-- RECORDS PROVIDED follows --

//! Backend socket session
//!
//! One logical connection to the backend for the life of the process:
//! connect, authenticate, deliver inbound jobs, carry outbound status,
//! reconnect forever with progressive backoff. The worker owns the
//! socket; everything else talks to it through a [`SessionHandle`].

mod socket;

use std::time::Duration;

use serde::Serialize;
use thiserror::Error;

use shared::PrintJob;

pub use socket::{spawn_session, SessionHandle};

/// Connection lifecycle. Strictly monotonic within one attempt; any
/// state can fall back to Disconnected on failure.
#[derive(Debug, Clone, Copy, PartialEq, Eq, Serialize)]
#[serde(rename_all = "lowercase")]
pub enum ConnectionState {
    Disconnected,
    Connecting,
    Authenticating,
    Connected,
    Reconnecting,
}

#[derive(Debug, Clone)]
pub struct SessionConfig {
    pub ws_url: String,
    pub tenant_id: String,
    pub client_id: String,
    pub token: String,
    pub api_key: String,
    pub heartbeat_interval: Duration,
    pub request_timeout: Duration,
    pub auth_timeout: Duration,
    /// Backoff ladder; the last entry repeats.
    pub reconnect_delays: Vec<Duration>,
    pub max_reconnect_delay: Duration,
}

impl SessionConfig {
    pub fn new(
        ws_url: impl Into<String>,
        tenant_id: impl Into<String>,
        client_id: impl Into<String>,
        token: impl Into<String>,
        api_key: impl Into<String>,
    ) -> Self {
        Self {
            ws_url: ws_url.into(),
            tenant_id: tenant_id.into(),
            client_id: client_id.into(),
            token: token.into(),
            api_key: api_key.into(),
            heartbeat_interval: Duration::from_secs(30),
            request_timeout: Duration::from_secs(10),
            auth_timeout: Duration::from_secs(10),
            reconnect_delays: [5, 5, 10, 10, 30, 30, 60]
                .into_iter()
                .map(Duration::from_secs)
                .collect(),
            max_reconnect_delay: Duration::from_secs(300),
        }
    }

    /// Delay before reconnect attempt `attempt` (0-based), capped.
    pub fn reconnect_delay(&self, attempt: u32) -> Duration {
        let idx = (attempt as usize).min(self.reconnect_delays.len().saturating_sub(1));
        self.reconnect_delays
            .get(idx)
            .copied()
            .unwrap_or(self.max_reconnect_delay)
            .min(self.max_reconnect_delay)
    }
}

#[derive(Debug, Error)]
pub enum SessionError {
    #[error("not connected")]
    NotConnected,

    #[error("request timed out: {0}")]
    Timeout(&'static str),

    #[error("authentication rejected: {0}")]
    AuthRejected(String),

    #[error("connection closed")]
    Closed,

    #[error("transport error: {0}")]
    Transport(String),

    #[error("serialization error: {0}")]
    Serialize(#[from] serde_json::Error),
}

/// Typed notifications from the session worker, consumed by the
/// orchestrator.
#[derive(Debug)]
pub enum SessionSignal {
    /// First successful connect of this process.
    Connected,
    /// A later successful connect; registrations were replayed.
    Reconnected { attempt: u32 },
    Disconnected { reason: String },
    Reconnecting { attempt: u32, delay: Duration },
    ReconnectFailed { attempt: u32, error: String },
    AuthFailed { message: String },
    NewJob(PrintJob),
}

-- RECORDS PROVIDED concluded --
-- RECORDS PROVIDED follows --

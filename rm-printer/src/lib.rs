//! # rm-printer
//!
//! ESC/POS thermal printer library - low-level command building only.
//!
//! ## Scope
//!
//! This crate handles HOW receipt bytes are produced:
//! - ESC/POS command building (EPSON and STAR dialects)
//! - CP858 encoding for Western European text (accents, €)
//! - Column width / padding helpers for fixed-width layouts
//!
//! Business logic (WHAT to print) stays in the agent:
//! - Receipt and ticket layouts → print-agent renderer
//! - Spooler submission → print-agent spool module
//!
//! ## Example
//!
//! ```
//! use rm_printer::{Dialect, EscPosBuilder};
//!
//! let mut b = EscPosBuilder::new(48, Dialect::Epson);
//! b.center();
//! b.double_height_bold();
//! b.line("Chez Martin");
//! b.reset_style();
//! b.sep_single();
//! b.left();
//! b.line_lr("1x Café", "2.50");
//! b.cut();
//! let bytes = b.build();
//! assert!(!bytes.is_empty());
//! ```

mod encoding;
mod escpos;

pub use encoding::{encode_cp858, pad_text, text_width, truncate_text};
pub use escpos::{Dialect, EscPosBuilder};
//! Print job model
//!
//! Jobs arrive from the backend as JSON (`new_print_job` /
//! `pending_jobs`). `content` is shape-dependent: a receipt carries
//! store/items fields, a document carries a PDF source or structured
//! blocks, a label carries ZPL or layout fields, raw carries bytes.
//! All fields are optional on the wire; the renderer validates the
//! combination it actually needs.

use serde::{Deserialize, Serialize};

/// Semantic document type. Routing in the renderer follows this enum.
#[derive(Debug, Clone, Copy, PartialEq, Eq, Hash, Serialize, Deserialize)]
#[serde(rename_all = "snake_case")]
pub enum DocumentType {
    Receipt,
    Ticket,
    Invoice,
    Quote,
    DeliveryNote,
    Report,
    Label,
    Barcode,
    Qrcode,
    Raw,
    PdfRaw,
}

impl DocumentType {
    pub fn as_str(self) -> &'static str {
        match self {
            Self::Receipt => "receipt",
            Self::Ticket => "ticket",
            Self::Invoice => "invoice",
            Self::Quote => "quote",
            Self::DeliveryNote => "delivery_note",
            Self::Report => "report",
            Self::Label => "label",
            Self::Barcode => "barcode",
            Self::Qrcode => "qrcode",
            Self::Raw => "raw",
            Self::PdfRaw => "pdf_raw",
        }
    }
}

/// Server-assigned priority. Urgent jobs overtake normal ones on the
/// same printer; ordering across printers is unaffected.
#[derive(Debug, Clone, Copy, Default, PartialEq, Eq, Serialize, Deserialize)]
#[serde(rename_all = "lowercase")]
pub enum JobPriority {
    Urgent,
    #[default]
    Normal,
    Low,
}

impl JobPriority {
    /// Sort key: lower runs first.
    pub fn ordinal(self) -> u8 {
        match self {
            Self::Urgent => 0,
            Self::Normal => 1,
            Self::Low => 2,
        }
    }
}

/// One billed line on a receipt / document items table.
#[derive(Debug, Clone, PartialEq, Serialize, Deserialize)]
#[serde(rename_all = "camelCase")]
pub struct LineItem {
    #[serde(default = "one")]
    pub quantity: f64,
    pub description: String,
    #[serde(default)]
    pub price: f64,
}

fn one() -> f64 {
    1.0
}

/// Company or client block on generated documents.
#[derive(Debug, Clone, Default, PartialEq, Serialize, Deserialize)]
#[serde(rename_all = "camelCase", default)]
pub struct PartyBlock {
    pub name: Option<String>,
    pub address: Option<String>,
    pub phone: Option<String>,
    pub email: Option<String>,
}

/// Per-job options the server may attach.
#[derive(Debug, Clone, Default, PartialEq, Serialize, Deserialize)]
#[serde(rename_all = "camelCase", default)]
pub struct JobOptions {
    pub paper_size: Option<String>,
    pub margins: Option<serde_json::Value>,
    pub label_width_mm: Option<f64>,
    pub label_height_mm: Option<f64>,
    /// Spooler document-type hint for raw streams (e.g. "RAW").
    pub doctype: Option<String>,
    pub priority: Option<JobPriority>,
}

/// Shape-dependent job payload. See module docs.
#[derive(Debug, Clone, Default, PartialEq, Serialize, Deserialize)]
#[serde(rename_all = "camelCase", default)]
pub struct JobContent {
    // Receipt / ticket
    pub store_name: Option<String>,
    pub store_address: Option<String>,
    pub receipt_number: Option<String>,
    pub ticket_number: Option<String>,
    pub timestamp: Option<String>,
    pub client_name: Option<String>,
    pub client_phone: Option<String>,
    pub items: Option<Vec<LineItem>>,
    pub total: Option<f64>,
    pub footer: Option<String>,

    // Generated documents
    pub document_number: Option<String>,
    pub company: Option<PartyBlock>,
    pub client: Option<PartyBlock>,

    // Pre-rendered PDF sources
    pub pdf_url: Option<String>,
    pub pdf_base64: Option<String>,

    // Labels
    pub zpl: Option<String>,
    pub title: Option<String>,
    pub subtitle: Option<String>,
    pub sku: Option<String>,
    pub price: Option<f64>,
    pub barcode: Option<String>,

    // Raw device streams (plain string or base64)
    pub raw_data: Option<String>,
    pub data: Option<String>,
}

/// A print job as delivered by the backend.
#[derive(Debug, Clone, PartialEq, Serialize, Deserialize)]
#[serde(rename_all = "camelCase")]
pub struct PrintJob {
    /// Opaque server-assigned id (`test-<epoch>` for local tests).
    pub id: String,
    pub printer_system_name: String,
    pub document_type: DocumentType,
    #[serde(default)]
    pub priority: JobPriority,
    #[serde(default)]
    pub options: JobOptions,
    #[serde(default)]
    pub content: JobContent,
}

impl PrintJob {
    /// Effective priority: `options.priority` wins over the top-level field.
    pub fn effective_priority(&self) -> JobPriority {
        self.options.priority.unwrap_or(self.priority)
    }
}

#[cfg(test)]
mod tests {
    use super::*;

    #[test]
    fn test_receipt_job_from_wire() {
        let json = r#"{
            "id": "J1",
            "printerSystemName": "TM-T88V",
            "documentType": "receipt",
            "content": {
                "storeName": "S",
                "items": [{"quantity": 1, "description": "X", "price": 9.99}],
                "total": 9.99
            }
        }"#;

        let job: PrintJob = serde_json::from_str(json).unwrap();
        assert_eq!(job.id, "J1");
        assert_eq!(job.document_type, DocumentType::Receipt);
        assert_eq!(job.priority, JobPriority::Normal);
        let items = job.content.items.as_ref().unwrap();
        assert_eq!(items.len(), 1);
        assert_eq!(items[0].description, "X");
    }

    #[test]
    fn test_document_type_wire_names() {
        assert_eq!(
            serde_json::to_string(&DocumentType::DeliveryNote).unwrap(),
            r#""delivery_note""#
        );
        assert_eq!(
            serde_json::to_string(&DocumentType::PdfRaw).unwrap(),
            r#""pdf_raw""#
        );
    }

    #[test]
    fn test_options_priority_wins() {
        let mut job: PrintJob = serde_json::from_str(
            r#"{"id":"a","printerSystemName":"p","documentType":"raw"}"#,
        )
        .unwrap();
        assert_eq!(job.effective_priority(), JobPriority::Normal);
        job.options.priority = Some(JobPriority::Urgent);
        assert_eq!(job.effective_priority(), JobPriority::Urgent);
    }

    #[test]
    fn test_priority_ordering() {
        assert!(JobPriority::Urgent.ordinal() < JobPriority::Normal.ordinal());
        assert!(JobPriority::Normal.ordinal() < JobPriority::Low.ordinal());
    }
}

-- RECORDS PROVIDED concluded --

Output the lines above between the one holding "Jobs arrive from" and the one holding "source or structured", inclusive, with nothing before or after them.

* RESPONSE TO THE TASK:
//! Jobs arrive from the backend as JSON (`new_print_job` /
//! `pending_jobs`). `content` is shape-dependent: a receipt carries
//! store/items fields, a document carries a PDF source or structured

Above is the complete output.